QUESTION: Recently I read about the new drug etidronate which is supposedly a real break through in treating osteoporosis with very minimal side effects. Our doctor seems to know nothing of this drug, but our pharmacist says with a prescription he can order it and have it in the next day.
Could you please advise if and when this drug was approved by the Food and Drug Administration (FDA), and when it will be on the market? I am sure many people are eager to learn more about this important drug.
ANSWER: Your letter brings up some important points that have been included in recent mail from other readers and so I am pleased to respond.
The articles you have been reading about etidronate followed the publication of two reports about new research using this medication presented in the New England Journal of Medicine in May and July of this year.
One study was conducted in Denmark, involved 66 patients and covered a three year period.
A much larger study involved 429 women with postmenopausal osteoporosis was conducted over a two year period in centers in Cincinnati, Cleveland, Atlanta, Seattle, Honolulu, Denver and Columbus, Ohio.
A method called "intermittent cyclic therapy" (ICT) was used in both studies.
Contrary to the thinking of many people, bone is not a dead tissue, but a dynamic one, constantly being torn down and rebuilt by special cells.
The osteoclasts are responsible for tearing down old bone, with the osteoblasts working to rebuild the bone and form new bony structures.
During most of our adult life these two processes are pretty much in balance, but after menopause, the osteoclasts get the upper hand, with more destruction of bone than new building.
The result is a thinner or more porous bone, thus the name osteoporosis.
In these experiments etidronate was given to slow down the osteoclastic activity for a period of time (15 days), and then stopped, permitting the osteoblasts to function and rebuild bone.
During the bone rebuilding portion of the cycle, calcium supplements were given to help the process.
The entire cycle spanned a three month period and then was repeated.
Both groups of researchers reported that bone mass improved (as measured by bone density techniques) during the therapy, and more important still, that the number of vertebral fractures (the type that cause the formation of a "dowager's hump" or spinal curvature) was significantly reduced in the group receiving etidronate when compared to the control group.
Etidronate is not unknown to doctors practicing in the United States.
It is currently marketed under the name Didronel by Norwich Eaton, and is already approved for use in treating Paget's Disease of the bone, and is considered safe and effective for this indication by the FDA.
However, when a medication that has been approved for one indication is found useful for a new disease or indication, the manufacturer must submit evidence and scientific data to the FDA to prove that it is an effective treatment for the new disorder as well.

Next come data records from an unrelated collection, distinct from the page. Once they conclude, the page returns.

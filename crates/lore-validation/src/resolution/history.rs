use std::collections::HashMap;

use lore_core::models::{RecordSummary, SupersededRecord};
use lore_core::record::KnowledgeRecord;

/// Every superseded record in `records`, in input order, joined with a
/// summary of its winner when the winner is still present.
pub fn superseded_history(records: &[KnowledgeRecord]) -> Vec<SupersededRecord> {
    let by_id: HashMap<&str, &KnowledgeRecord> =
        records.iter().map(|r| (r.id.as_str(), r)).collect();

    records
        .iter()
        .filter_map(|r| {
            let s = r.supersession.as_ref()?;
            let superseded_by_record = by_id.get(s.superseded_by.as_str()).map(|w| RecordSummary {
                id: w.id.clone(),
                content: w.content.clone(),
                kind: w.kind,
                confidence: w.confidence.value(),
            });
            Some(SupersededRecord {
                id: r.id.clone(),
                content: r.content.clone(),
                kind: r.kind,
                original_confidence: s.original_confidence.value(),
                current_confidence: r.confidence.value(),
                superseded_by: s.superseded_by.clone(),
                superseded_at: s.superseded_at,
                reason: s.reason.clone(),
                superseded_by_record,
            })
        })
        .collect()
}

#[cfg(test)]
mod tests {
    use super::*;
    use chrono::Utc;
    use lore_core::record::{KnowledgeKind, Supersession};

    fn superseded(id: &str, by: &str) -> KnowledgeRecord {
        let mut r = KnowledgeRecord::new(KnowledgeKind::Decision, format!("content {id}"))
            .with_id(id)
            .with_confidence(0.3);
        r.supersession = Some(Supersession {
            superseded_by: by.into(),
            superseded_at: Utc::now(),
            reason: "Highly similar content".into(),
            original_confidence: 0.6.into(),
        });
        r
    }

    #[test]
    fn joins_winner_summary_when_present() {
        let winner = KnowledgeRecord::new(KnowledgeKind::Decision, "winner")
            .with_id("w")
            .with_confidence(0.9);
        let records = vec![winner, superseded("l", "w"), superseded("orphan", "gone")];
        let history = superseded_history(&records);

        assert_eq!(history.len(), 2);
        assert_eq!(history[0].id, "l");
        assert!((history[0].original_confidence - 0.6).abs() < 1e-9);
        assert!((history[0].current_confidence - 0.3).abs() < 1e-9);
        let w = history[0].superseded_by_record.as_ref().unwrap();
        assert_eq!(w.id, "w");
        assert_eq!(w.content, "winner");

        assert_eq!(history[1].superseded_by, "gone");
        assert!(history[1].superseded_by_record.is_none());
    }

    #[test]
    fn active_records_are_not_listed() {
        let records = vec![KnowledgeRecord::new(KnowledgeKind::Error, "e")];
        assert!(superseded_history(&records).is_empty());
    }
}
use serde::{Deserialize, Serialize};

use super::defaults;

/// `[observability]` config section.
#[derive(Debug, Clone, Serialize, Deserialize)]
#[serde(default)]
pub struct ObservabilityConfig {
    /// Filter directive, e.g. `info` or `lore_validation=debug`.
    pub log_level: String,
    /// Emit JSON lines instead of human-readable output.
    pub json: bool,
}

impl Default for ObservabilityConfig {
    fn default() -> Self {
        Self {
            log_level: defaults::DEFAULT_LOG_LEVEL.to_string(),
            json: defaults::DEFAULT_JSON_LOGS,
        }
    }
}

The news is that the manufacturer has submitted the results of these two studies as well as other supportive data to the FDA at this time and is awaiting its decision.
Just how long the process will take is unknown, but I will be happy to let you know when it occurs.
So your pharmacist is correct, he can order the medication now, but I would strongly advise your physician to read these two articles before deciding to issue a prescription, because the medication must be taken in a very precise manner to obtain the same results as these investigations.
The material contained here is "FOR INFORMATION ONLY" and should not replace the counsel and advice of your personal physician.
Promptly consulting your doctor is the best path to a quick and successful resolution of any medical problem.